Segundo o doutor em Turismo Renan Augusto Moraes Conceição, da Escola de Artes, Ciências e Humanidades (EACH) da USP, esse fenômeno evidencia uma complexa ligação entre turismo, risco e memória. A viagem, tradicionalmente associada ao lazer, ao descanso e ao encantamento, passa a ser também uma experiência carregada de tensão, sentimentalidade e significado político.
- História e memória
Conforme o especialista, esse tipo de turismo, muitas vezes classificado como “turismo de guerra”, vem sendo impulsionado tanto por interesses históricos quanto pela espetacularização de eventos trágicos. Agências especializadas já oferecem pacotes voltados especificamente a esses destinos. Um exemplo notável é a cidade de Chernobyl, na Ucrânia, que passou a atrair visitantes após o sucesso da minissérie homônima.

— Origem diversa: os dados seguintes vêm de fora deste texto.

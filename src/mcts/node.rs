//! Search tree nodes.

use serde::{Deserialize, Serialize};
use smallvec::SmallVec;

use crate::core::{Action, GameState};

/// Arena index of a node. The root is always 0.
#[derive(Clone, Copy, Debug, PartialEq, Eq, Hash, Serialize, Deserialize)]
pub struct NodeId(pub u32);

impl NodeId {
    /// Parent of the root.
    pub const NONE: NodeId = NodeId(u32::MAX);

    #[must_use]
    pub const fn new(id: u32) -> Self {
        Self(id)
    }

    #[inline]
    #[must_use]
    pub const fn is_none(self) -> bool {
        self.0 == u32::MAX
    }
}

/// One position reached during search.
///
/// Scores are from the root player's point of view regardless of who acts
/// at this node.
#[derive(Clone, Debug, Serialize, Deserialize)]
pub struct MCTSNode {
    pub parent: NodeId,

    /// Move that produced `state`. `None` at the root.
    pub action: Option<Action>,

    /// Owned copy; siblings share structure through `im`.
    pub state: GameState,

    pub depth: u16,

    pub visits: u32,

    pub total_score: f64,

    pub children: SmallVec<[NodeId; 8]>,

    /// Legal moves from `state` with no child yet.
    pub untried: Vec<Action>,
}

impl MCTSNode {
    pub fn new(parent: NodeId, action: Option<Action>, state: GameState, depth: u16, untried: Vec<Action>) -> Self {
        Self {
            parent,
            action,
            state,
            depth,
            visits: 0,
            total_score: 0.0,
            children: SmallVec::new(),
            untried,
        }
    }

    pub fn root(state: GameState, untried: Vec<Action>) -> Self {
        Self::new(NodeId::NONE, None, state, 0, untried)
    }

    /// Mean score, 0 when unvisited.
    #[must_use]
    pub fn mean_score(&self) -> f64 {
        if self.visits == 0 {
            return 0.0;
        }
        self.total_score / f64::from(self.visits)
    }

    /// The match is over at this node.
    #[must_use]
    pub fn is_decided(&self) -> bool {
        self.state.winner.is_some()
    }

    /// Nothing left to expand or descend into.
    #[must_use]
    pub fn is_leaf(&self) -> bool {
        self.untried.is_empty() && self.children.is_empty()
    }
}
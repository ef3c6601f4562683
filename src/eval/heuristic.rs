//! Hand-tuned position score.

use crate::cards::CardCategory;
use crate::core::{GameState, PlayerId};

use super::{terminal_value, Evaluator};

/// Weights and normalizers for `HeuristicEvaluator`.
#[derive(Clone, Debug, PartialEq)]
pub struct HeuristicWeights {
    pub hp_advantage: f64,
    pub mana: f64,
    pub gold: f64,
    pub income: f64,
    /// Bonus per enchantment card held.
    pub artifact: f64,
    pub stalemate_penalty: f64,
    /// Gold amount that scores as a full 1.0.
    pub gold_scale: f64,
    /// Income per turn that scores as a full 1.0.
    pub income_scale: f64,
    /// The stalemate penalty applies past this turn...
    pub stalemate_turn: u32,
    /// ...while the opponents' average HP is above this.
    pub stalemate_hp: f64,
}

impl Default for HeuristicWeights {
    fn default() -> Self {
        Self {
            hp_advantage: 0.6,
            mana: 0.05,
            gold: 0.05,
            income: 0.2,
            artifact: 0.02,
            stalemate_penalty: 0.1,
            gold_scale: 500.0,
            income_scale: 50.0,
            stalemate_turn: 20,
            stalemate_hp: 80.0,
        }
    }
}

/// Heuristic evaluation.
///
/// Blends HP advantage over the living opponents' average (dominant term),
/// small mana and gold terms, income capacity including lands, a bonus per
/// held enchantment, and a penalty for long games where opponents are
/// still healthy. Always in [-1, 1].
#[derive(Clone, Debug, Default)]
pub struct HeuristicEvaluator {
    weights: HeuristicWeights,
}

impl HeuristicEvaluator {
    #[must_use]
    pub fn new() -> Self {
        Self::default()
    }

    #[must_use]
    pub fn with_weights(weights: HeuristicWeights) -> Self {
        Self { weights }
    }

    #[must_use]
    pub fn weights(&self) -> &HeuristicWeights {
        &self.weights
    }
}

impl Evaluator for HeuristicEvaluator {
    fn evaluate(&self, state: &GameState, perspective: PlayerId) -> f64 {
        if let Some(value) = terminal_value(state, perspective) {
            return value;
        }
        let Some(me) = state.get_player(perspective) else {
            return 0.0;
        };
        let w = &self.weights;

        let opponents: Vec<_> = state.living_enemies(perspective).map(|id| state.player(id)).collect();
        let avg_opp_hp = opponents.iter().map(|p| p.hp as f64).sum::<f64>() / opponents.len().max(1) as f64;
        let hp_scale = me.max_hp.max(1) as f64;
        let hp_advantage = ((me.hp as f64 - avg_opp_hp) / hp_scale).clamp(-1.0, 1.0);

        let mana = me.mana as f64 / me.max_mana.max(1) as f64;
        let gold = (me.gold.max(0) as f64 / w.gold_scale).min(1.0);
        let income = ((me.income + me.land_income()).max(0) as f64 / w.income_scale).min(1.0);
        let artifacts = me
            .hand
            .iter()
            .filter(|c| c.category == CardCategory::Enchantment)
            .count() as f64;

        let mut score = w.hp_advantage * hp_advantage
            + w.mana * mana
            + w.gold * gold
            + w.income * income
            + w.artifact * artifacts;

        if state.turn > w.stalemate_turn && avg_opp_hp > w.stalemate_hp {
            score -= w.stalemate_penalty;
        }
        score.clamp(-1.0, 1.0)
    }
}

#[cfg(test)]
mod tests {
    use super::*;
    use crate::core::{GameSettings, Nation, Player, PlayerSetup};

    fn make_state(count: usize) -> GameState {
        let settings = GameSettings::default();
        let players = (0..count)
            .map(|i| Player::new(PlayerId::new(i as u8), &PlayerSetup::bot(format!("p{i}"), Nation::Republic), &settings))
            .collect();
        GameState::new(players, settings)
    }

    #[test]
    fn test_hp_advantage_dominates() {
        let mut state = make_state(2);
        state.player_mut(PlayerId::new(1)).hp = 40;
        let eval = HeuristicEvaluator::new();

        let ahead = eval.evaluate(&state, PlayerId::new(0));
        let behind = eval.evaluate(&state, PlayerId::new(1));
        assert!(ahead > 0.3);
        assert!(behind < 0.0);
    }

    #[test]
    fn test_stalemate_penalty() {
        let mut state = make_state(2);
        let eval = HeuristicEvaluator::new();
        let early = eval.evaluate(&state, PlayerId::new(0));
        state.turn = 21;
        let late = eval.evaluate(&state, PlayerId::new(0));
        assert!((early - late - 0.1).abs() < 1e-9);
    }

    #[test]
    fn test_income_counts_lands() {
        let mut state = make_state(2);
        let eval = HeuristicEvaluator::new();
        let before = eval.evaluate(&state, PlayerId::new(0));

        let farm = crate::cards::CardCatalog::standard().get("farm").unwrap().instantiate("farm#99".into());
        state.player_mut(PlayerId::new(0)).lands.push_back(farm);
        assert!(eval.evaluate(&state, PlayerId::new(0)) > before);
    }
}
//! State encoding for network input.
//!
//! Transforms a game state into the flat feature vector the value network
//! consumes, from one player's perspective.

use crate::core::{GameState, Nation, PlayerId};
use crate::nn::traits::EncodedState;

/// Number of features produced by `ConquestEncoder`.
pub const INPUT_SIZE: usize = 10;

/// Encodes game state into tensors for network input.
pub trait StateEncoder: Send + Sync {
    /// Encode the game state from a player's perspective.
    fn encode(&self, state: &GameState, perspective: PlayerId) -> EncodedState;

    /// Shape of encoded states.
    fn output_shape(&self) -> Vec<usize>;
}

/// Per-player feature vector.
///
/// Layout (all in [0, 1]):
///
/// | index | feature |
/// |---|---|
/// | 0 | hp / max_hp |
/// | 1 | mana / max_mana |
/// | 2 | gold / gold_scale |
/// | 3 | bank deposit / gold_scale |
/// | 4 | hand size / max_hand_size |
/// | 5 | land count / max_land_size |
/// | 6..10 | nation one-hot (Kingdom, Republic, Theocracy, Khanate) |
#[derive(Clone, Debug)]
pub struct ConquestEncoder {
    gold_scale: f32,
}

impl Default for ConquestEncoder {
    fn default() -> Self {
        Self { gold_scale: 1000.0 }
    }
}

impl ConquestEncoder {
    #[must_use]
    pub fn new() -> Self {
        Self::default()
    }

    /// Gold amount that maps to 1.0.
    #[must_use]
    pub fn with_gold_scale(mut self, scale: f32) -> Self {
        self.gold_scale = scale.max(1.0);
        self
    }
}

fn ratio(value: i64, max: i64) -> f32 {
    if max <= 0 {
        return 0.0;
    }
    (value as f32 / max as f32).clamp(0.0, 1.0)
}

impl StateEncoder for ConquestEncoder {
    fn encode(&self, state: &GameState, perspective: PlayerId) -> EncodedState {
        let Some(player) = state.get_player(perspective) else {
            return EncodedState::blank(INPUT_SIZE);
        };
        let mut tensor = vec![0.0f32; INPUT_SIZE];
        let settings = &state.settings;

        tensor[0] = ratio(player.hp, player.max_hp);
        tensor[1] = ratio(player.mana, player.max_mana);
        tensor[2] = (player.gold as f32 / self.gold_scale).clamp(0.0, 1.0);
        tensor[3] = (player.deposit as f32 / self.gold_scale).clamp(0.0, 1.0);
        tensor[4] = ratio(player.hand.len() as i64, settings.max_hand_size as i64);
        tensor[5] = ratio(player.lands.len() as i64, settings.max_land_size as i64);
        tensor[6 + player.nation.index()] = 1.0;

        let encoded = EncodedState::new(tensor, vec![INPUT_SIZE]);
        debug_assert!(encoded.is_normalized());
        encoded
    }

    fn output_shape(&self) -> Vec<usize> {
        vec![INPUT_SIZE]
    }
}

const _: () = assert!(6 + Nation::ALL.len() == INPUT_SIZE);

#[cfg(test)]
mod tests {
    use super::*;
    use crate::core::{GameSettings, Player, PlayerSetup};

    fn make_state() -> GameState {
        let settings = GameSettings::default();
        let players = [Nation::Theocracy, Nation::Khanate]
            .iter()
            .enumerate()
            .map(|(i, &n)| Player::new(PlayerId::new(i as u8), &PlayerSetup::bot(format!("p{i}"), n), &settings))
            .collect();
        GameState::new(players, settings)
    }

    #[test]
    fn test_encoder_shape() {
        let encoder = ConquestEncoder::new();
        assert_eq!(encoder.output_shape(), vec![INPUT_SIZE]);
        assert_eq!(encoder.encode(&make_state(), PlayerId::new(0)).len(), INPUT_SIZE);
    }

    #[test]
    fn test_encoder_features() {
        let mut state = make_state();
        state.player_mut(PlayerId::new(1)).hp = 45;
        state.player_mut(PlayerId::new(1)).gold = 500;

        let encoded = ConquestEncoder::new().encode(&state, PlayerId::new(1));
        // Khanate max hp is 90
        assert!((encoded.tensor[0] - 0.5).abs() < 1e-6);
        assert!((encoded.tensor[2] - 0.5).abs() < 1e-6);
        assert_eq!(&encoded.tensor[6..], &[0.0, 0.0, 0.0, 1.0]);
    }

    #[test]
    fn test_encoder_clamps() {
        let mut state = make_state();
        state.player_mut(PlayerId::new(0)).gold = 10_000;
        let encoded = ConquestEncoder::new().encode(&state, PlayerId::new(0));
        assert_eq!(encoded.tensor[2], 1.0);
        assert_eq!(encoded.tensor[8], 1.0);
    }

    #[test]
    fn test_encoder_unknown_perspective() {
        let encoded = ConquestEncoder::new().encode(&make_state(), PlayerId::new(9));
        assert!(encoded.tensor.iter().all(|&v| v == 0.0));
    }
}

Outro exemplo emblemático é Berlim, na Alemanha. A capital alemã tem investido fortemente na preservação e divulgação de sua história bélica, com museus, memoriais e passeios guiados que atraem turistas interessados na Segunda Guerra Mundial e na Guerra Fria. Locais como o Muro de Berlim ou os campos de concentração nazistas, como Auschwitz, recebem milhares de visitantes por ano.
De acordo com Conceição, o interesse por esses destinos pode estar associado a uma busca por entendimento mais profundo dos acontecimentos históricos, ou ainda por uma forma de vivenciar a história de maneira mais sensível. “É uma tentativa de se aproximar de eventos traumáticos com o intuito de compreender, sentir e refletir sobre o passado”, afirma.
Controvérsias Entretanto, o pesquisador destaca que essa aproximação nem sempre é isenta de contradições. Quando o turismo se aproxima de conflitos ainda em curso, como é o caso das viagens organizadas para regiões como Rússia, Ucrânia, Israel ou Palestina, a motivação do turista e a narrativa construída sobre o local ganham contornos políticos e ideológicos mais explícitos.
A crítica central, nesse caso, gira em torno do risco de transformar a dor e o sofrimento de populações inteiras em objetos de consumo. Para o sociólogo John Urry, o turismo é, antes de tudo, uma forma de consumir lugares. Esse “olhar do turista” — como define Urry — é capaz de transformar até mesmo um cenário de destruição em produto turístico.
Em zonas de conflito, esse olhar adquire contornos ainda mais delicados. O perigo é que a experiência se torne superficial, guiada mais pela curiosidade ou adrenalina do que por um real desejo de compreensão histórica. Fotos, vídeos e postagens em redes sociais frequentemente podem reduzir esses espaços a cenários de espetáculo, esvaziando o contexto e a dor envolvidos.
- Efeito bélico
O filósofo francês Paul Virilio já alertava para os efeitos da guerra acelerada pela tecnologia da informação, que transforma o espaço geográfico em um campo de batalha contínuo. Essa ideia também se manifesta no turismo, quando o visitante se desloca para áreas de conflito movido pela atração ao risco e ao inusitado, mais do que pelo valor educativo ou memorial da experiência.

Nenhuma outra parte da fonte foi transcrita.